Museo es un término que sugiere por aproximación los espacios anómalos –las cuevas y las cavidades– por los que se desplaza la mano impávida de Steven Millhauser. Una zona por turnos retráctil y desplegable, en locaciones como suministradas por los arquitectos cinematográficos Piranesi, Escher y Caligari, de confines y jurisdicción inciertos. Extravagantes cuadros vivientes de una exhibición, de suspenso literal, pausado, pendiente, animado por un cronómetro antojadizo.
Su Museo Barnum, por ejemplo, se remodela y magnifica incesantemente: “Es un solo edificio con numerosas alas, anexos, adiciones y extensiones, o si se trata de numerosos edificios, ingeniosamente conectados por puentes aéreos, pasarelas de piedra, pérgolas de flores, arcadas con kioscos, pasillos bordeados de columnas”.
Quizá lo que Millhauser pone en escena es el modo en que un método de creación nunca se revela del todo.
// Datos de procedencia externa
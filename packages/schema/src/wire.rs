//! Flat JSON shapes spoken by the form service.
//!
//! The service sends every validation bound as an optional top-level property
//! regardless of the field type. [`FieldRecord`] mirrors that shape and is the
//! serde proxy for [`Field`]: bounds that do not fit the type key are dropped
//! on the way in and never emitted on the way out.

use crate::field::{Field, FieldKind, FieldOption, NumberRules, TextRules};
use crate::payload::FieldOrder;
use serde::{Deserialize, Serialize};

/// `type` object nested in a field record
#[derive(Debug, Clone, PartialEq, Eq, Serialize, Deserialize)]
pub struct FieldTypeRef {
    pub key: String,
    pub id: String,
}

#[derive(Debug, Clone, PartialEq, Serialize, Deserialize)]
#[serde(rename_all = "camelCase")]
pub struct FieldRecord {
    pub id: String,
    pub label: String,
    #[serde(default)]
    pub description: Option<String>,
    #[serde(default)]
    pub required: bool,
    pub order: u32,
    #[serde(rename = "type")]
    pub field_type: FieldTypeRef,
    #[serde(default)]
    pub options: Vec<FieldOption>,
    #[serde(default, skip_serializing_if = "Option::is_none")]
    pub min_length: Option<u32>,
    #[serde(default, skip_serializing_if = "Option::is_none")]
    pub max_length: Option<u32>,
    #[serde(default, skip_serializing_if = "Option::is_none")]
    pub pattern: Option<String>,
    #[serde(default, skip_serializing_if = "Option::is_none")]
    pub min_value: Option<f64>,
    #[serde(default, skip_serializing_if = "Option::is_none")]
    pub max_value: Option<f64>,
}

impl From<FieldRecord> for Field {
    fn from(record: FieldRecord) -> Self {
        let text = TextRules {
            min_length: record.min_length,
            max_length: record.max_length,
            pattern: record.pattern,
        };
        let number = NumberRules {
            min_value: record.min_value,
            max_value: record.max_value,
        };

        let kind = match FieldKind::from_key(&record.field_type.key) {
            FieldKind::Text(_) => FieldKind::Text(text),
            FieldKind::Email(_) => FieldKind::Email(text),
            FieldKind::Url(_) => FieldKind::Url(text),
            FieldKind::Phone(_) => FieldKind::Phone(text),
            FieldKind::Number(_) => FieldKind::Number(number),
            FieldKind::Rating(_) => FieldKind::Rating(number),
            FieldKind::Select(_) => FieldKind::Select(record.options),
            FieldKind::MultiSelect(_) => FieldKind::MultiSelect(record.options),
            other => other,
        };

        Field {
            id: record.id,
            label: record.label,
            description: record.description.unwrap_or_default(),
            required: record.required,
            order: record.order,
            type_id: record.field_type.id,
            kind,
        }
    }
}

impl From<Field> for FieldRecord {
    fn from(field: Field) -> Self {
        let field_type = FieldTypeRef {
            key: field.kind.key().to_string(),
            id: field.type_id,
        };

        let mut record = FieldRecord {
            id: field.id,
            label: field.label,
            description: Some(field.description),
            required: field.required,
            order: field.order,
            field_type,
            options: Vec::new(),
            min_length: None,
            max_length: None,
            pattern: None,
            min_value: None,
            max_value: None,
        };

        match field.kind {
            FieldKind::Text(r) | FieldKind::Email(r) | FieldKind::Url(r) | FieldKind::Phone(r) => {
                record.min_length = r.min_length;
                record.max_length = r.max_length;
                record.pattern = r.pattern;
            }
            FieldKind::Number(r) | FieldKind::Rating(r) => {
                record.min_value = r.min_value;
                record.max_value = r.max_value;
            }
            FieldKind::Select(options) | FieldKind::MultiSelect(options) => {
                record.options = options;
            }
            FieldKind::Date | FieldKind::Boolean | FieldKind::Other(_) => {}
        }

        record
    }
}

/// Body of the reorder call
#[derive(Debug, Clone, PartialEq, Eq, Serialize, Deserialize)]
pub struct ReorderRequest {
    pub fields: Vec<FieldOrder>,
}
Por superstición, pero también por la imposibilidad de agotarlo. (Uno de los impulsos orgánicos de todo método es extender sus fronteras hacia aquello, precisamente, que desconoce). Millhauser viaja hacia lo inadivinable, probablemente entendiendo que es ese el gran dilema de un escritor, de cualquier artífice: pensar o no una obra propia a fondo. ¿Hasta dónde idearla, hasta qué punto razonarla? Cuántos blancos y lagunas permitirse, cuántos llamados –a corregir su rumbo y multiplicar sus ecos– obedecer.
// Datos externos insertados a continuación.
//! Rules enforced by the in-memory form service

use formdraft_client::memory::field;
use formdraft_client::{ClientError, FormService, InMemoryFormService, Operation};
use formdraft_schema::{FieldOrder, FieldPatch, FormPatch, NewField, ThemePatch, VersionState};

fn store_with_active() -> (InMemoryFormService, String, String) {
    let store = InMemoryFormService::new();
    let form_id = store.create_form("Contact");
    let v1 = store
        .insert_version(
            &form_id,
            VersionState::Active,
            vec![field("f1", "Email", 0, "email"), field("f2", "Topic", 1, "select")],
        )
        .unwrap();
    (store, form_id, v1)
}

#[tokio::test]
async fn test_branch_copies_active_with_fresh_ids() {
    let (store, form_id, _v1) = store_with_active();

    let branched = store.create_branch(&form_id).await.unwrap();

    assert_eq!(branched.version, 2);
    assert_eq!(branched.fields.len(), 2);
    assert_eq!(branched.fields[0].label, "Email");
    assert_eq!(branched.fields[0].order, 0);
    assert_eq!(branched.fields[0].type_key(), "email");
    assert_ne!(branched.fields[0].id, "f1");
    assert_ne!(branched.fields[1].id, "f2");

    let versions = store.versions(&form_id);
    assert_eq!(versions[1].state(), VersionState::Draft);
}

#[tokio::test]
async fn test_second_branch_is_rejected() {
    let (store, form_id, _v1) = store_with_active();

    store.create_branch(&form_id).await.unwrap();
    let err = store.create_branch(&form_id).await.unwrap_err();

    assert!(matches!(err, ClientError::Rejected { .. }));
    assert_eq!(store.versions(&form_id).len(), 2);
}

#[tokio::test]
async fn test_field_mutation_on_published_version_is_rejected() {
    let (store, _form_id, v1) = store_with_active();

    let err = store
        .update_field(&v1, "f1", &FieldPatch::label("Work email"))
        .await
        .unwrap_err();

    assert!(err.is_stale_reference());
    assert_eq!(store.fields(&v1)[0].label, "Email");
}

#[tokio::test]
async fn test_unknown_field_is_not_found() {
    let store = InMemoryFormService::new();
    let form_id = store.create_form("Contact");
    let draft = store
        .insert_version(&form_id, VersionState::Draft, vec![])
        .unwrap();

    let err = store.delete_field(&draft, "missing").await.unwrap_err();
    assert!(matches!(err, ClientError::NotFound { .. }));
}

#[tokio::test]
async fn test_publish_then_activate_supersedes_prior_active() {
    let (store, form_id, v1) = store_with_active();
    let branched = store.create_branch(&form_id).await.unwrap();

    store
        .publish_version(&form_id, &branched.version_id)
        .await
        .unwrap();
    store
        .activate_version(&form_id, &branched.version_id)
        .await
        .unwrap();

    let versions = store.versions(&form_id);
    let old = versions.iter().find(|v| v.id == v1).unwrap();
    let new = versions.iter().find(|v| v.id == branched.version_id).unwrap();
    assert_eq!(old.state(), VersionState::Closed);
    assert_eq!(new.state(), VersionState::Active);
    assert_eq!(store.form(&form_id).unwrap().version, 2);
}

#[tokio::test]
async fn test_activate_requires_publish() {
    let (store, form_id, _v1) = store_with_active();
    let branched = store.create_branch(&form_id).await.unwrap();

    let err = store
        .activate_version(&form_id, &branched.version_id)
        .await
        .unwrap_err();
    assert!(matches!(err, ClientError::Rejected { .. }));
}

#[tokio::test]
async fn test_add_field_with_options() {
    let store = InMemoryFormService::new();
    let form_id = store.create_form("Poll");
    let draft = store
        .insert_version(&form_id, VersionState::Draft, vec![])
        .unwrap();

    let created = store
        .add_field(
            &draft,
            &NewField {
                label: "New select".to_string(),
                field_type_id: "type-select".to_string(),
                required: false,
                order: 0,
                options: Some(vec!["Option 1".to_string()]),
            },
        )
        .await
        .unwrap();

    assert_eq!(created.kind.options()[0].label, "Option 1");
    assert_eq!(store.fields(&draft).len(), 1);
}

#[tokio::test]
async fn test_reorder_requires_full_permutation() {
    let store = InMemoryFormService::new();
    let form_id = store.create_form("Poll");
    let draft = store
        .insert_version(
            &form_id,
            VersionState::Draft,
            vec![field("a", "A", 0, "text"), field("b", "B", 1, "text")],
        )
        .unwrap();

    let partial = [FieldOrder { field_id: "b".to_string(), order: 0 }];
    assert!(store.reorder_fields(&draft, &partial).await.is_err());

    let full = [
        FieldOrder { field_id: "b".to_string(), order: 0 },
        FieldOrder { field_id: "a".to_string(), order: 1 },
    ];
    store.reorder_fields(&draft, &full).await.unwrap();

    let ids: Vec<String> = store.fields(&draft).into_iter().map(|f| f.id).collect();
    assert_eq!(ids, vec!["b", "a"]);
}

#[tokio::test]
async fn test_update_form_validates_theme() {
    let (store, form_id, _v1) = store_with_active();

    let bad = FormPatch::theme(ThemePatch {
        button_color: Some("blue".to_string()),
        ..Default::default()
    });
    assert!(store.update_form(&form_id, &bad).await.is_err());

    let good = FormPatch::theme(ThemePatch {
        button_color: Some("#1d4ed8".to_string()),
        ..Default::default()
    });
    let form = store.update_form(&form_id, &good).await.unwrap();
    assert_eq!(form.theme.button_color, "#1d4ed8");
}

#[tokio::test]
async fn test_journal_and_fault_injection() {
    let (store, form_id, _v1) = store_with_active();
    store.fail_next(Operation::CreateBranch);

    assert!(matches!(
        store.create_branch(&form_id).await,
        Err(ClientError::Transport(_))
    ));
    assert!(store.create_branch(&form_id).await.is_ok());
    assert_eq!(store.count(Operation::CreateBranch), 2);
    assert_eq!(store.versions(&form_id).len(), 2);
}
El Museo Barnum existió en Nueva York en el siglo diecinueve. Cien años después, Millhauser lo adaptó a la ficción, sin restarle un solo día de clima anacrónico. Hizo de él un parque temático miniaturizado, una kermesse de prodigios, una versión americana –para niños postizos– del Locus Solus de Raymond Roussel, de La invención de Morel de Bioy Casares o de una novela o película estática, en loop, de Robbe-Grillet.
El del autor de Pequeños reinos es un mundo de interiores, cajas chinas portátiles que se abren y suceden de adentro hacia afuera. (Siguiendo su ejemplo, y el de Zenón de Elea, cabe preguntarse si también un libro será infinitamente divisible). Fuera de hora, en un ático recóndito, su personaje Eschenburg –primo hermano fonético y temperamental del ilusionista Eisenheim, sujeto del mejor cuento de Museo Barnum– fabrica autómatas. Al trabajar solo, un narrador debe inventarse –más que imaginarse– sus colaboradores, para montar su teatro de cámara, su troupe de cine introspectivo.
Varios protagonistas de Millhauser –casi todos títeres de proyectos disparatados– son autores. Un oficio que tal vez les fue impuesto para no alejarse de esa materia ígnea que es el destino de una vocación (y que tan bien retrató en August Eschenburg y Edwin Mullhouse). En relatos tan extraños como diáfanos, sabe hacer ver que en el mejor de los casos un escritor administra oraciones impresas, pero nunca lo que flota o sobrenada entre ellas, de manera que siempre una ficción es en última instancia inasible. Acaso más inasible cuanto más nítida.
–Intriga saber cuánto planea sus historias y cuánto es sorprendido por ellas a medida que avanza.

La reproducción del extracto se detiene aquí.